Blog · ETF fundamentals

How to Analyze an ETF: 7 Metrics That Actually Matter

Cognitor · EN

Most investors buy the story, not the structure — and that gap is where surprises live. Before you add any ETF to a watchlist, you need a repeatable checklist: expense ratio, liquidity, index-tracking quality, true portfolio concentration, income treatment, currency exposure, and — for synthetic structures — counterparty and collateral quality. Running all seven takes less than an hour and eliminates a category of mistakes that headlines never warn you about.

1) Expense ratio (TER): the visible but incomplete scorecard

TER is the annual headline fee expressed as a percentage of assets — deducted daily from net asset value, not billed separately. For two funds tracking the same index with similar structure, the lower TER almost always wins on cost alone. SPY (0.0945%) versus a comparable S&P 500 product at 0.20% looks marginal on day one, but on a $100,000 position held for 20 years that gap compounds to roughly $2,300 in additional drag, before any tracking difference.

The trap is comparing TER across different mandates. A 0.75% emerging-markets fund and a 0.03% U.S. large-cap fund serve completely different risk and geographic exposures — TER comparisons only carry weight inside the same index and structure category. Also note: TER does not capture trading spreads, brokerage commissions, or taxes. It is one number, not the whole cost story.

2) Liquidity and tradability: knowing your real execution cost

Average daily volume, bid–ask spread, and assets under management jointly determine how much slippage you absorb on entry and exit. A fund with $500M in AUM and a 1-cent spread on a $100 price represents a 0.01% round-trip friction — negligible for a long-term holder. The same position in a thinly traded sector ETF with a 30-cent spread doubles your visible cost in a single trade.

Illiquid ETFs are not automatically bad. If you are holding for three to five years and the mandate fits your objective, the spread may be dwarfed by the return differential. The problem appears when the underlying index becomes dislocated and the authorized participant mechanism struggles — you can see premiums or discounts to NAV widen sharply. Check the fund issuer's creation/redemption disclosures and historical NAV premium/discount data before sizing.

3) Tracking difference and index methodology: what you actually own

Tracking difference (TD) measures how much the fund's annual return deviates from its benchmark — positive TD means the fund outperformed (e.g., via securities lending income), negative means it lagged. Tracking error measures the volatility of that deviation over time. Both matter: a fund with tight tracking error is consistent; a fund with low average TD is cheap in practice. IEF, for instance, consistently posts TD near zero against the ICE 7–10 Year Treasury index because the underlying bonds are highly liquid and lending revenue offsets operating costs.

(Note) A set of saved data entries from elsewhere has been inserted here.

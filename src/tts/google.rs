//! Google Cloud Text-to-Speech v1 REST client.
//!
//! - `GET  /v1/voices`
//! - `POST /v1/text:synthesize` (MP3 output, base64 in `audioContent`)

use async_trait::async_trait;
use base64::{engine::general_purpose::STANDARD, Engine as _};
use serde::{Deserialize, Serialize};

use crate::tts::credentials::Credentials;
use crate::tts::provider::{ProviderFault, SpeechProvider};
use crate::tts::request::SynthesisRequest;
use crate::tts::voice::ProviderVoice;

pub const GOOGLE_TTS_URL: &str = "https://texttospeech.googleapis.com";
const FALLBACK_LANGUAGE_CODE: &str = "en-US";

#[derive(Serialize)]
#[serde(rename_all = "camelCase")]
struct SynthesizeBody<'a> {
    input: SynthesisInput<'a>,
    voice: VoiceSelection<'a>,
    audio_config: AudioConfig,
}

#[derive(Serialize)]
struct SynthesisInput<'a> {
    text: &'a str,
}

#[derive(Serialize)]
#[serde(rename_all = "camelCase")]
struct VoiceSelection<'a> {
    language_code: &'a str,
    name: &'a str,
}

#[derive(Serialize)]
#[serde(rename_all = "camelCase")]
struct AudioConfig {
    audio_encoding: &'static str,
    speaking_rate: f64,
    pitch: f64,
}

#[derive(Deserialize)]
#[serde(rename_all = "camelCase")]
struct SynthesizeResponse {
    #[serde(default)]
    audio_content: String,
}

#[derive(Deserialize)]
struct VoicesResponse {
    #[serde(default)]
    voices: Vec<ProviderVoice>,
}

#[derive(Deserialize)]
struct ErrorEnvelope {
    error: RpcError,
}

#[derive(Deserialize)]
struct RpcError {
    #[serde(default)]
    message: String,
    #[serde(default)]
    status: Option<String>,
}

/// Derive the `languageCode` Google expects from a voice name,
/// e.g. `en-US-Wavenet-A` -> `en-US`.
pub fn language_code_for(voice: &str) -> String {
    let mut parts = voice.split('-');
    match (parts.next(), parts.next()) {
        (Some(lang), Some(region)) if !lang.is_empty() && !region.is_empty() => {
            format!("{}-{}", lang, region)
        }
        _ => FALLBACK_LANGUAGE_CODE.to_string(),
    }
}

fn transport_fault(e: reqwest::Error) -> ProviderFault {
    if e.is_connect() || e.is_timeout() {
        ProviderFault::Unreachable(e.to_string())
    } else if e.is_decode() {
        ProviderFault::Malformed(e.to_string())
    } else {
        ProviderFault::Transport(e.to_string())
    }
}

async fn rpc_fault(response: reqwest::Response) -> ProviderFault {
    let http_status = response.status().as_u16();
    let body = response.text().await.unwrap_or_default();

    match serde_json::from_str::<ErrorEnvelope>(&body) {
        Ok(envelope) => ProviderFault::Rpc {
            http_status,
            status: envelope.error.status,
            message: envelope.error.message,
        },
        Err(_) => ProviderFault::Rpc {
            http_status,
            status: None,
            message: body,
        },
    }
}

pub struct GoogleTtsClient {
    http: reqwest::Client,
    endpoint: String,
    credentials: Credentials,
}

impl GoogleTtsClient {
    pub fn new(endpoint: &str, credentials: Credentials) -> Result<Self, reqwest::Error> {
        let http = reqwest::Client::builder()
            .user_agent(concat!(env!("CARGO_PKG_NAME"), "/", env!("CARGO_PKG_VERSION")))
            .build()?;

        Ok(Self {
            http,
            endpoint: endpoint.trim_end_matches('/').to_string(),
            credentials,
        })
    }

    async fn authorize(
        &self,
        builder: reqwest::RequestBuilder,
    ) -> Result<reqwest::RequestBuilder, ProviderFault> {
        match &self.credentials {
            Credentials::ServiceAccount(account) => {
                Ok(builder.headers(account.auth_headers().await?))
            }
            Credentials::ApiKey(key) => Ok(builder.query(&[("key", key)])),
            Credentials::None => Err(ProviderFault::MissingCredentials),
        }
    }

    async fn execute(
        &self,
        builder: reqwest::RequestBuilder,
    ) -> Result<reqwest::Response, ProviderFault> {
        let response = self
            .authorize(builder)
            .await?
            .send()
            .await
            .map_err(transport_fault)?;

        if !response.status().is_success() {
            return Err(rpc_fault(response).await);
        }
        Ok(response)
    }
}

#[async_trait]
impl SpeechProvider for GoogleTtsClient {
    async fn list_voices(&self) -> Result<Vec<ProviderVoice>, ProviderFault> {
        let url = format!("{}/v1/voices", self.endpoint);
        let response = self.execute(self.http.get(url)).await?;
        let listing: VoicesResponse = response.json().await.map_err(transport_fault)?;
        Ok(listing.voices)
    }

    async fn synthesize(&self, request: &SynthesisRequest) -> Result<Vec<u8>, ProviderFault> {
        let language_code = language_code_for(request.voice());
        let body = SynthesizeBody {
            input: SynthesisInput {
                text: request.text(),
            },
            voice: VoiceSelection {
                language_code: &language_code,
                name: request.voice(),
            },
            audio_config: AudioConfig {
                audio_encoding: "MP3",
                speaking_rate: request.speed(),
                pitch: request.pitch(),
            },
        };

        let url = format!("{}/v1/text:synthesize", self.endpoint);
        let response = self.execute(self.http.post(url).json(&body)).await?;
        let payload: SynthesizeResponse = response.json().await.map_err(transport_fault)?;

        STANDARD
            .decode(payload.audio_content)
            .map_err(|e| ProviderFault::Malformed(format!("audioContent is not base64: {}", e)))
    }

    fn has_credentials(&self) -> bool {
        self.credentials.is_configured()
    }
}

Index methodology is not boilerplate. Read it. Float-adjustment rules determine whether mega-cap dominance is amplified or capped. Rebalance frequency affects turnover and potential front-running. Capping rules in sector indices (like SMH's semiconductor weighting constraints) can make "the same theme" behave differently across providers. Understanding methodology is how you avoid the surprise of owning what the name implies but not what the structure delivers.

4) Portfolio concentration: "passive" is not "balanced"

Pull the top-10 holdings and their aggregate weight. In QQQ (Nasdaq-100), the top five names historically represent 40–45% of the fund — you are not buying equal exposure to 100 companies, you are buying a concentrated tech-and-growth portfolio with 100 names attached. The index is market-cap weighted, so price appreciation in the largest names continuously increases their dominance until a rebalance forces adjustment.

Single-country skew in regional or emerging-market ETFs deserves the same attention. An ETF labeled "Latin America" may be 60% Brazil and 20% Mexico; one labeled "Asia" may be overwhelmingly concentrated in three markets. Before you layer in thematic exposure, map what you already own — double-counting a sector via two different "diversified" ETFs is a real and common mistake.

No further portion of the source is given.